Toronto, soul of Canada, is wealthy, busy, commercial, Scotch, absorbent of whisky; but she is duly aware of other things. She has a most modern and efficient interest in education; and here are gathered what faint, faint beginnings or premonitions of such things as Art Canada can boast (except the French-Canadians, who, it is complained, produce disproportionately much literature, and waste their time on their own unprofitable songs). Most of those few who have begun to paint the landscape of Canada centre there, and a handful of people who know about books. In these things, as in all, this city is properly and cheerfully to the front. It can scarcely be doubted that the first Repertory Theatre in Canada will be founded in Toronto, some thirty years hence, and will very daringly perform Candida and The Silver Box. Canada is a live country, live, but not, like the States, kicking. In these trifles of Art and 'culture,' indeed, she is much handicapped by the proximity of the States. For her poets and writers are apt to be drawn thither, for the better companionship there and the higher rates of pay.

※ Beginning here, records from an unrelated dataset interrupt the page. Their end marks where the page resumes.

//! Bounded worker pool with per-run timeout enforcement.
//!
//! Scheduled task functions run on tokio's blocking threads, at most
//! `pool_size` at a time. A run holds its pool permit until the task function
//! returns, even after the guard has given up waiting on it, so runaway work
//! keeps occupying its slot. Waiting for a permit counts against the timeout.

use std::sync::Arc;
use std::time::{Duration, Instant};
use tokio::sync::Semaphore;
use tokio::task::JoinError;
use tracing::{debug, error, info, warn};

use super::panic_message;
use super::record::ScheduledRegistry;
use crate::core::stop::StopSignal;
use crate::core::task::{ExecutionKind, Task, TaskArgs, TaskContext, TaskError, TaskOutput};
use crate::core::types::{JobId, RunId};
use crate::notify::Notifier;

/// Default number of concurrent scheduled runs.
pub const DEFAULT_POOL_SIZE: usize = 5;

/// How a guarded scheduled run ended.
#[derive(Debug, Clone, PartialEq)]
pub enum RunOutcome {
    /// Task returned a value.
    Completed(TaskOutput),
    /// Task returned an error or panicked.
    Failed(String),
    /// Timeout elapsed before the task returned.
    TimedOut,
    /// Another run of the same job was already tracked.
    Skipped,
    /// The pool was closed, or the task stopped on request.
    Cancelled,
}

impl RunOutcome {
    /// The task's result on success, `None` otherwise.
    pub fn into_output(self) -> Option<TaskOutput> {
        match self {
            RunOutcome::Completed(output) => Some(output),
            _ => None,
        }
    }

    pub fn is_completed(&self) -> bool {
        matches!(self, RunOutcome::Completed(_))
    }
}

/// A job id reserved in the scheduled registry, ready to run.
#[derive(Debug)]
pub struct Claim {
    job_id: JobId,
    run_id: RunId,
    stop: StopSignal,
    args: TaskArgs,
}

impl Claim {
    pub fn job_id(&self) -> &JobId {
        &self.job_id
    }

    pub fn run_id(&self) -> RunId {
        self.run_id
    }

    pub fn stop_signal(&self) -> &StopSignal {
        &self.stop
    }
}

enum Attempt {
    PoolClosed,
    Finished(Result<Result<TaskOutput, TaskError>, JoinError>),
}

/// Runs scheduled task functions on the bounded pool under a timeout.
#[derive(Debug, Clone)]
pub struct TimeoutGuard {
    pool: Arc<Semaphore>,
    pool_size: usize,
    registry: Arc<ScheduledRegistry>,
    notifier: Notifier,
}

impl TimeoutGuard {
    pub fn new(pool_size: usize, notifier: Notifier) -> Self {
        let pool_size = pool_size.max(1);
        Self {
            pool: Arc::new(Semaphore::new(pool_size)),
            pool_size,
            registry: Arc::new(ScheduledRegistry::new()),
            notifier,
        }
    }

    /// Pool capacity.
    pub fn capacity(&self) -> usize {
        self.pool_size
    }

    /// Free pool slots.
    pub fn available(&self) -> usize {
        if self.pool.is_closed() {
            0
        } else {
            self.pool.available_permits()
        }
    }

    pub fn is_closed(&self) -> bool {
        self.pool.is_closed()
    }

    pub fn registry(&self) -> &Arc<ScheduledRegistry> {
        &self.registry
    }

    /// Reserve `job_id` in the scheduled registry.
    ///
    /// Returns `None` when a run of the job is already tracked.
    pub fn claim(&self, job_id: &JobId, args: &TaskArgs) -> Option<Claim> {
        let (run_id, stop) = self.registry.claim(job_id, args)?;
        Some(Claim {
            job_id: job_id.clone(),
            run_id,
            stop,
            args: args.clone(),
        })
    }

    /// Claim and run in one step.
    pub async fn run_with_timeout(
        &self,
        job_id: &JobId,
        task: Arc<dyn Task>,
        args: &TaskArgs,
        timeout: Duration,
    ) -> RunOutcome {
        match self.claim(job_id, args) {
            Some(claim) => self.run(claim, task, timeout).await,
            None => {
                debug!(job_id = %job_id, "job already running, skipping");
                RunOutcome::Skipped
            }
        }
    }

    /// Run a claimed job. Never returns an error; every ending is an outcome
    /// with exactly one terminal notification.
    pub async fn run(&self, claim: Claim, task: Arc<dyn Task>, timeout: Duration) -> RunOutcome {
        let Claim {
            job_id,
            run_id,
            stop,
            args,
        } = claim;

        info!(job_id = %job_id, run_id = %run_id, "scheduled run started");
        self.notifier.notify(format!("Task '{job_id}' started"));

        let ctx = TaskContext::new(
            job_id.as_str(),
            ExecutionKind::Scheduled,
            args,
            stop.clone(),
            self.notifier.clone(),
        );
        let pool = Arc::clone(&self.pool);
        let started = Instant::now();

        let attempt = async move {
            let Ok(permit) = pool.acquire_owned().await else {
                return Attempt::PoolClosed;
            };
            let blocking = tokio::task::spawn_blocking(move || {
                let _permit = permit;
                task.execute(&ctx)
            });
            Attempt::Finished(blocking.await)
        };

        let outcome = match tokio::time::timeout(timeout, attempt).await {
            Ok(Attempt::Finished(Ok(Ok(output)))) => {
                let elapsed = started.elapsed();
                info!(job_id = %job_id, run_id = %run_id, elapsed_ms = elapsed.as_millis(), "scheduled run completed");
                self.notifier.notify(format!(
                    "Task '{job_id}' completed in {:.2}s",
                    elapsed.as_secs_f64()
                ));
                RunOutcome::Completed(output)
            }
            Ok(Attempt::Finished(Ok(Err(TaskError::Stopped)))) => {
                info!(job_id = %job_id, run_id = %run_id, "scheduled run stopped on request");
                self.notifier.notify(format!("Task '{job_id}' stopped"));
                RunOutcome::Cancelled
            }
            Ok(Attempt::Finished(Ok(Err(e)))) => {
                error!(job_id = %job_id, run_id = %run_id, error = %e, "scheduled run failed");
                self.notifier.notify(format!("Task '{job_id}' failed: {e}"));
                RunOutcome::Failed(e.to_string())
            }
            Ok(Attempt::Finished(Err(join_error))) => {
                let message = if join_error.is_panic() {
                    panic_message(join_error.into_panic().as_ref())
                } else {
                    join_error.to_string()
                };
                let e = TaskError::Panicked(message);
                error!(job_id = %job_id, run_id = %run_id, error = %e, "scheduled run failed");
                self.notifier.notify(format!("Task '{job_id}' failed: {e}"));
                RunOutcome::Failed(e.to_string())
            }
            Ok(Attempt::PoolClosed) => {
                warn!(job_id = %job_id, run_id = %run_id, "worker pool closed, run cancelled");
                self.notifier
                    .notify(format!("Task '{job_id}' cancelled: worker pool is shut down"));
                RunOutcome::Cancelled
            }
            Err(_) => {
                stop.request_stop();
                warn!(
                    job_id = %job_id,
                    run_id = %run_id,
                    timeout_secs = timeout.as_secs_f64(),
                    "scheduled run timed out, abandoning"
                );
                self.notifier
                    .notify(format!("Task '{job_id}' timed out after {timeout:?}"));
                RunOutcome::TimedOut
            }
        };

        self.registry.release(&job_id, run_id);
        outcome
    }

    /// Close the pool and abandon every tracked run.
    ///
    /// Pending permit waits fail at once; running task functions get their
    /// stop signal set but are not waited for. Returns the abandoned job ids.
    pub fn shutdown(&self) -> Vec<JobId> {
        self.pool.close();
        let abandoned: Vec<JobId> = self
            .registry
            .drain()
            .into_iter()
            .map(|(job_id, stop)| {
                stop.request_stop();
                warn!(job_id = %job_id, "abandoning scheduled run at shutdown");
                job_id
            })
            .collect();
        info!(abandoned = abandoned.len(), "worker pool shut down");
        abandoned
    }
}
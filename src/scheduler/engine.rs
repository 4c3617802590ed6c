//! Scheduler engine implementation.
//!
//! The scheduler is responsible for:
//! - Firing registered jobs when their trigger comes due
//! - Enforcing at most one live run per job id
//! - Manual job triggers
//! - Pause and resume functionality
//! - A bounded shutdown that stops manual tasks and abandons scheduled runs
//!
//! Job definitions live in a shared registry that handles modify directly;
//! the loop keeps its own per-job plan of the next fire time, tagged with the
//! registration revision, and re-plans whenever a job is replaced.

use chrono::{DateTime, Utc};
use std::collections::HashMap;
use std::sync::Arc;
use std::sync::atomic::{AtomicU64, Ordering};
use std::time::Duration;
use tokio::sync::{RwLock, mpsc};
use tokio::task::{JoinHandle, JoinSet};
use tokio::time::MissedTickBehavior;

use super::handle::{COMMAND_CHANNEL_BUFFER, SchedulerHandle};
use super::types::{SchedulerCommand, SchedulerError, SchedulerState, ShutdownReport};
use crate::core::job::Job;
use crate::core::types::{JobId, RunId};
use crate::execution::guard::DEFAULT_POOL_SIZE;
use crate::execution::manual::DEFAULT_STOP_GRACE;
use crate::execution::{ManualTasks, TimeoutGuard};
use crate::notify::Notifier;

/// Default interval between schedule checks.
pub const DEFAULT_TICK_INTERVAL: Duration = Duration::from_secs(1);

/// Default bound on the whole shutdown sequence.
pub const DEFAULT_SHUTDOWN_TIMEOUT: Duration = Duration::from_secs(60);

/// Cap on counting missed occurrences for the log.
const MAX_MISSED_COUNT: usize = 100;

/// A job definition plus the revision it was registered under.
#[derive(Debug, Clone)]
pub(crate) struct RegisteredJob {
    pub(crate) job: Job,
    pub(crate) revision: u64,
}

/// State shared between the loop and every handle.
#[derive(Debug)]
pub(crate) struct Shared {
    pub(crate) jobs: RwLock<HashMap<JobId, RegisteredJob>>,
    pub(crate) state: RwLock<SchedulerState>,
    pub(crate) guard: TimeoutGuard,
    pub(crate) manual: ManualTasks,
    pub(crate) notifier: Notifier,
    revision: AtomicU64,
    stop_grace: Duration,
    shutdown_timeout: Duration,
}

impl Shared {
    pub(crate) fn next_revision(&self) -> u64 {
        self.revision.fetch_add(1, Ordering::SeqCst) + 1
    }

    /// Claim `job` and run it on the guard in the background.
    fn fire(&self, job: &Job, firings: &mut JoinSet<()>) -> Result<RunId, SchedulerError> {
        let Some(claim) = self.guard.claim(job.id(), job.args()) else {
            tracing::debug!(job_id = %job.id(), "Job already running, skipping firing");
            return Err(SchedulerError::AlreadyRunning(job.id().to_string()));
        };
        let run_id = claim.run_id();
        let guard = self.guard.clone();
        let task = Arc::clone(job.task());
        let timeout = job.timeout();
        firings.spawn(async move {
            guard.run(claim, task, timeout).await;
        });
        Ok(run_id)
    }

    async fn trigger_job(
        &self,
        job_id: &JobId,
        firings: &mut JoinSet<()>,
    ) -> Result<RunId, SchedulerError> {
        let job = {
            let jobs = self.jobs.read().await;
            let registered = jobs
                .get(job_id)
                .ok_or_else(|| SchedulerError::JobNotFound(job_id.to_string()))?;
            registered.job.clone()
        };
        tracing::info!(job_id = %job_id, "Triggering job on request");
        self.fire(&job, firings)
    }

    /// Fire every enabled job whose planned time has passed.
    ///
    /// A job that missed several occurrences (slow tick, clock jump) fires
    /// once and is re-planned from `now`.
    async fn fire_due(
        &self,
        plans: &mut HashMap<JobId, Plan>,
        firings: &mut JoinSet<()>,
        now: DateTime<Utc>,
    ) {
        let jobs = self.jobs.read().await;
        plans.retain(|id, _| jobs.contains_key(id));

        for (id, registered) in jobs.iter() {
            if !registered.job.is_enabled() {
                plans.remove(id);
                continue;
            }

            let plan = plans
                .entry(id.clone())
                .or_insert_with(|| Plan::new(registered, now));
            if plan.revision != registered.revision {
                tracing::debug!(job_id = %id, "Job definition changed, re-planning");
                *plan = Plan::new(registered, now);
            }

            let Some(due) = plan.next else {
                continue;
            };
            if due > now {
                continue;
            }

            let trigger = registered.job.trigger();
            let missed = trigger.occurrences_between(due, now, MAX_MISSED_COUNT);
            if missed >= MAX_MISSED_COUNT {
                tracing::warn!(
                    job_id = %id,
                    missed_occurrences = format!("{missed}+"),
                    "Many scheduled occurrences missed, firing once"
                );
            } else if missed > 0 {
                tracing::warn!(
                    job_id = %id,
                    missed_occurrences = missed,
                    "Scheduled occurrences missed, firing once"
                );
            }
            plan.next = trigger.next_after(now);

            tracing::info!(job_id = %id, due = %due, "Firing scheduled job");
            let _ = self.fire(&registered.job, firings);
        }
    }

    async fn shutdown(&self, firings: &mut JoinSet<()>) -> ShutdownReport {
        *self.state.write().await = SchedulerState::Stopped;
        tracing::info!(
            shutdown_timeout_secs = self.shutdown_timeout.as_secs_f64(),
            "Scheduler shutting down"
        );

        self.manual.close();
        let grace = self.stop_grace.min(self.shutdown_timeout);
        let (manual, timed_out) =
            match tokio::time::timeout(self.shutdown_timeout, self.manual.stop_all_within(grace))
                .await
            {
                Ok(results) => (results, false),
                Err(_) => {
                    tracing::warn!("Stopping manual tasks exceeded the shutdown timeout");
                    (Vec::new(), true)
                }
            };

        let abandoned = self.guard.shutdown();
        firings.abort_all();

        let stopped = manual.iter().filter(|(_, o)| o.is_success()).count();
        let unresponsive = manual.len() - stopped;
        tracing::info!(
            manual_stopped = stopped,
            manual_unresponsive = unresponsive,
            scheduled_abandoned = abandoned.len(),
            "Scheduler stopped"
        );
        self.notifier.notify(format!(
            "Scheduler stopped: {stopped} manual task(s) stopped, {unresponsive} unresponsive, {} scheduled run(s) abandoned",
            abandoned.len()
        ));

        ShutdownReport {
            manual,
            abandoned,
            timed_out,
        }
    }
}

/// Next planned fire time of one job.
#[derive(Debug)]
struct Plan {
    revision: u64,
    next: Option<DateTime<Utc>>,
}

impl Plan {
    fn new(registered: &RegisteredJob, now: DateTime<Utc>) -> Self {
        Self {
            revision: registered.revision,
            next: registered.job.trigger().next_after(now),
        }
    }
}

/// Main scheduler for job execution.
pub struct Scheduler {
    /// Jobs registered before start.
    jobs: HashMap<JobId, Job>,
    /// Notification bridge shared with tasks.
    notifier: Notifier,
    /// Tick interval for checking schedules.
    tick_interval: Duration,
    /// Scheduled worker pool size.
    pool_size: usize,
    /// Grace period for stopping manual tasks.
    stop_grace: Duration,
    /// Bound on the whole shutdown sequence.
    shutdown_timeout: Duration,
}

impl Scheduler {
    /// Create a new scheduler with default settings.
    pub fn new() -> Self {
        Self {
            jobs: HashMap::new(),
            notifier: Notifier::new(),
            tick_interval: DEFAULT_TICK_INTERVAL,
            pool_size: DEFAULT_POOL_SIZE,
            stop_grace: DEFAULT_STOP_GRACE,
            shutdown_timeout: DEFAULT_SHUTDOWN_TIMEOUT,
        }
    }

    /// Set the notification bridge.
    pub fn with_notifier(mut self, notifier: Notifier) -> Self {
        self.notifier = notifier;
        self
    }

    /// Set the tick interval.
    pub fn with_tick_interval(mut self, interval: Duration) -> Self {
        self.tick_interval = interval;
        self
    }

    /// Set the scheduled worker pool size.
    pub fn with_pool_size(mut self, size: usize) -> Self {
        self.pool_size = size;
        self
    }

    /// Set the grace period for stopping manual tasks.
    pub fn with_stop_grace(mut self, grace: Duration) -> Self {
        self.stop_grace = grace;
        self
    }

    /// Set the shutdown timeout.
    pub fn with_shutdown_timeout(mut self, timeout: Duration) -> Self {
        self.shutdown_timeout = timeout;
        self
    }

    /// Register a job with the scheduler, replacing any job with the same id.
    pub fn register(&mut self, job: Job) {
        tracing::info!(job_id = %job.id(), trigger = %job.trigger(), "Job registered");
        self.notifier.notify(format!(
            "Job '{}' registered with schedule {}",
            job.id(),
            job.trigger()
        ));
        self.jobs.insert(job.id().clone(), job);
    }

    /// Get a registered job by ID.
    pub fn get_job(&self, id: &JobId) -> Option<&Job> {
        self.jobs.get(id)
    }

    /// List all registered jobs.
    pub fn jobs(&self) -> impl Iterator<Item = &Job> {
        self.jobs.values()
    }

    pub fn notifier(&self) -> &Notifier {
        &self.notifier
    }

    /// Start the scheduler and return a handle for controlling it.
    pub async fn start(self) -> (SchedulerHandle, JoinHandle<()>) {
        let (command_tx, command_rx) = mpsc::channel(COMMAND_CHANNEL_BUFFER);

        let revision = AtomicU64::new(0);
        let jobs = self
            .jobs
            .into_iter()
            .map(|(id, job)| {
                let revision = revision.fetch_add(1, Ordering::SeqCst) + 1;
                (id, RegisteredJob { job, revision })
            })
            .collect();

        let shared = Arc::new(Shared {
            jobs: RwLock::new(jobs),
            state: RwLock::new(SchedulerState::Running),
            guard: TimeoutGuard::new(self.pool_size, self.notifier.clone()),
            manual: ManualTasks::new(self.notifier.clone(), self.stop_grace),
            notifier: self.notifier,
            revision,
            stop_grace: self.stop_grace,
            shutdown_timeout: self.shutdown_timeout,
        });

        let handle = SchedulerHandle {
            command_tx,
            shared: Arc::clone(&shared),
        };

        let tick_interval = self.tick_interval;
        let scheduler_task = tokio::spawn(async move {
            run(shared, command_rx, tick_interval).await;
        });

        tracing::info!(
            tick_interval_ms = tick_interval.as_millis(),
            pool_size = self.pool_size,
            "Scheduler started"
        );
        (handle, scheduler_task)
    }
}

impl Default for Scheduler {
    fn default() -> Self {
        Self::new()
    }
}

/// Main scheduler loop.
async fn run(
    shared: Arc<Shared>,
    mut command_rx: mpsc::Receiver<SchedulerCommand>,
    tick_interval: Duration,
) {
    let mut interval = tokio::time::interval(tick_interval);
    interval.set_missed_tick_behavior(MissedTickBehavior::Skip);
    let mut plans: HashMap<JobId, Plan> = HashMap::new();
    let mut firings: JoinSet<()> = JoinSet::new();

    loop {
        tokio::select! {
            _ = interval.tick() => {
                let current_state = *shared.state.read().await;
                if current_state == SchedulerState::Running {
                    shared.fire_due(&mut plans, &mut firings, Utc::now()).await;
                }

                // Reap finished firings
                while let Some(joined) = firings.try_join_next() {
                    if let Err(e) = joined {
                        if e.is_panic() {
                            tracing::error!(error = %e, "Scheduled firing panicked");
                        }
                    }
                }
            }

            Some(command) = command_rx.recv() => {
                match command {
                    SchedulerCommand::Trigger { job_id, response } => {
                        let result = shared.trigger_job(&job_id, &mut firings).await;
                        let _ = response.send(result);
                    }
                    SchedulerCommand::Pause { response } => {
                        *shared.state.write().await = SchedulerState::Paused;
                        tracing::info!("Scheduler paused");
                        shared.notifier.notify("Scheduler paused");
                        let _ = response.send(());
                    }
                    SchedulerCommand::Resume { response } => {
                        *shared.state.write().await = SchedulerState::Running;
                        // Re-plan from now so occurrences during the pause are skipped.
                        plans.clear();
                        tracing::info!("Scheduler resumed, skipping any schedules that fired during pause");
                        shared.notifier.notify("Scheduler resumed");
                        let _ = response.send(());
                    }
                    SchedulerCommand::Shutdown { response } => {
                        let report = shared.shutdown(&mut firings).await;
                        let _ = response.send(report);
                        break;
                    }
                }
            }
        }
    }
}
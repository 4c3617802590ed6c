//! HTTP API module for the cadence scheduler.
//!
//! Provides REST endpoints for triggering jobs, launching and stopping manual
//! tasks, querying status, and controlling the scheduler.

mod errors;
mod handlers;
mod responses;

pub use errors::{ApiError, ErrorResponse};
pub use handlers::ApiState;
pub use responses::*;

use axum::{
    Router,
    routing::{get, post},
};
use std::net::SocketAddr;
use tokio::net::TcpListener;
use tower_http::cors::{Any, CorsLayer};
use tower_http::trace::TraceLayer;

use crate::scheduler::SchedulerHandle;

/// Build the API router with all endpoints.
pub fn build_router(handle: SchedulerHandle) -> Router {
    Router::new()
        // Health and status
        .route("/api/health", get(handlers::health))
        .route("/api/status", get(handlers::get_status))
        // Scheduler control
        .route("/api/scheduler/state", get(handlers::get_scheduler_state))
        .route("/api/scheduler/pause", post(handlers::pause_scheduler))
        .route("/api/scheduler/resume", post(handlers::resume_scheduler))
        // Jobs
        .route("/api/jobs", get(handlers::list_jobs))
        .route("/api/jobs/{job_id}/trigger", post(handlers::trigger_job))
        // Manual tasks
        .route("/api/tasks/stop-all", post(handlers::stop_all_tasks))
        .route("/api/tasks/{name}", get(handlers::get_task))
        .route("/api/tasks/{name}/start", post(handlers::start_task))
        .route("/api/tasks/{name}/stop", post(handlers::stop_task))
        // Middleware
        .layer(TraceLayer::new_for_http())
        .layer(
            CorsLayer::new()
                .allow_origin(Any)
                .allow_methods(Any)
                .allow_headers(Any),
        )
        .with_state(ApiState::new(handle))
}

/// Start the API server.
///
/// This function spawns the server and returns a handle to the task.
/// The server runs until the task is aborted or the process exits.
pub async fn start_server(
    addr: SocketAddr,
    handle: SchedulerHandle,
) -> std::io::Result<tokio::task::JoinHandle<()>> {
    let router = build_router(handle);

    let listener = TcpListener::bind(addr).await?;
    tracing::info!("API server listening on http://{}", listener.local_addr()?);

    let handle = tokio::spawn(async move {
        if let Err(e) = axum::serve(listener, router).await {
            tracing::error!(error = %e, "API server error");
        }
    });

    Ok(handle)
}
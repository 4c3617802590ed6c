//! Cooperative cancellation flag shared between the scheduler and task code.
//!
//! A [`StopSignal`] starts unset, can be set exactly once and is never reset.
//! Task functions poll it at safe points or sleep on it with
//! [`StopSignal::wait_timeout`], which returns early once a stop is requested.
//! Setting the flag never terminates a thread; it only asks the task to return.

use std::sync::{Arc, Condvar, Mutex};
use std::time::{Duration, Instant};

use super::lock;

/// One-way stop flag, cheap to clone and safe to share across threads.
#[derive(Debug, Clone)]
pub struct StopSignal {
    inner: Arc<Inner>,
}

#[derive(Debug)]
struct Inner {
    label: String,
    stopped: Mutex<bool>,
    changed: Condvar,
}

impl StopSignal {
    /// Create an unset signal labelled with the execution it belongs to.
    pub fn new(label: impl Into<String>) -> Self {
        Self {
            inner: Arc::new(Inner {
                label: label.into(),
                stopped: Mutex::new(false),
                changed: Condvar::new(),
            }),
        }
    }

    /// Name of the execution this signal was created for.
    pub fn label(&self) -> &str {
        &self.inner.label
    }

    /// Request a stop.
    ///
    /// Returns `true` if this call set the flag, `false` if it was already set.
    pub fn request_stop(&self) -> bool {
        let mut stopped = lock(&self.inner.stopped);
        if *stopped {
            return false;
        }
        *stopped = true;
        self.inner.changed.notify_all();
        true
    }

    /// Whether a stop has been requested.
    pub fn is_stopped(&self) -> bool {
        *lock(&self.inner.stopped)
    }

    /// Block the current thread for up to `timeout`, waking early on a stop.
    ///
    /// A timeout too large to express as an instant waits until the stop.
    ///
    /// Returns whether a stop has been requested.
    pub fn wait_timeout(&self, timeout: Duration) -> bool {
        let deadline = Instant::now().checked_add(timeout);
        let mut stopped = lock(&self.inner.stopped);
        while !*stopped {
            stopped = match deadline {
                Some(deadline) => {
                    let remaining = deadline.saturating_duration_since(Instant::now());
                    if remaining.is_zero() {
                        break;
                    }
                    match self.inner.changed.wait_timeout(stopped, remaining) {
                        Ok((guard, _)) => guard,
                        Err(poisoned) => poisoned.into_inner().0,
                    }
                }
                None => match self.inner.changed.wait(stopped) {
                    Ok(guard) => guard,
                    Err(poisoned) => poisoned.into_inner(),
                },
            };
        }
        *stopped
    }
}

But Toronto—Toronto is the subject. One must say something—what must one say about Toronto? What can one? What has anybody ever said? It is impossible to give it anything but commendation. It is not squalid like Birmingham, or cramped like Canton, or scattered like Edmonton, or sham like Berlin, or hellish like New York, or tiresome like Nice. It is all right. The only depressing thing is that it will always be what it is, only larger, and that no Canadian city can ever be anything better or different. If they are good they may become Toronto.

[ [!-- H2 anchor --] ]

VIII

NIAGARA FALLS

Samuel Butler has a lot to answer for. But for him, a modern traveller could spend his time peacefully admiring the scenery instead of feeling himself bound to dog the simple and grotesque of the world for the sake of their too-human comments. It is his fault if a peasant's naivete has come to outweigh the beauty of rivers, and the remarks of clergymen are more than mountains. It is very restful to give up all effort at observing human nature and drawing social and political deductions from trifles, and to let oneself relapse into wide-mouthed worship of the wonders of nature. And this is very easy at Niagara. Niagara means nothing. It is not leading anywhere. It does not result from anything. It throws no light on the effects of Protection, nor on the Facility for Divorce in America, nor on Corruption in Public Life, nor on Canadian character, nor even on the Navy Bill. It is merely a great deal of water falling over some cliffs. But it is very remarkably that. The human race, apt as a child to destroy what it admires, has done its best to surround the Falls with every distraction, incongruity, and vulgarity. Hotels, power-houses, bridges, trams, picture post-cards, sham legends, stalls, booths, rifle-galleries, and side-shows frame them about. And there are Touts. Niagara is the central home and breeding-place for all the touts of earth. There are touts insinuating, and touts raucous, greasy touts, brazen touts, and upper-class, refined, gentlemanly, take-you-by-the-arm touts; touts who intimidate and touts who wheedle; professionals, amateurs, and dilettanti, male and female; touts who would photograph you with your arm round a young lady against a faked background of the sublimest cataract, touts who would bully you into cars, char-a-bancs, elevators, or tunnels, or deceive you into a carriage and pair, touts who would sell you picture postcards, moccasins, sham Indian beadwork, blankets, tee-pees, and crockery; and touts, finally, who have no apparent object in the world, but just purely, simply, merely, incessantly, indefatigably, and ineffugibly—to tout. And in the midst of all this, overwhelming it all, are the Falls. He who sees them instantly forgets humanity. They are not very high, but they are overpowering. They are divided by an island into two parts, the Canadian and the American.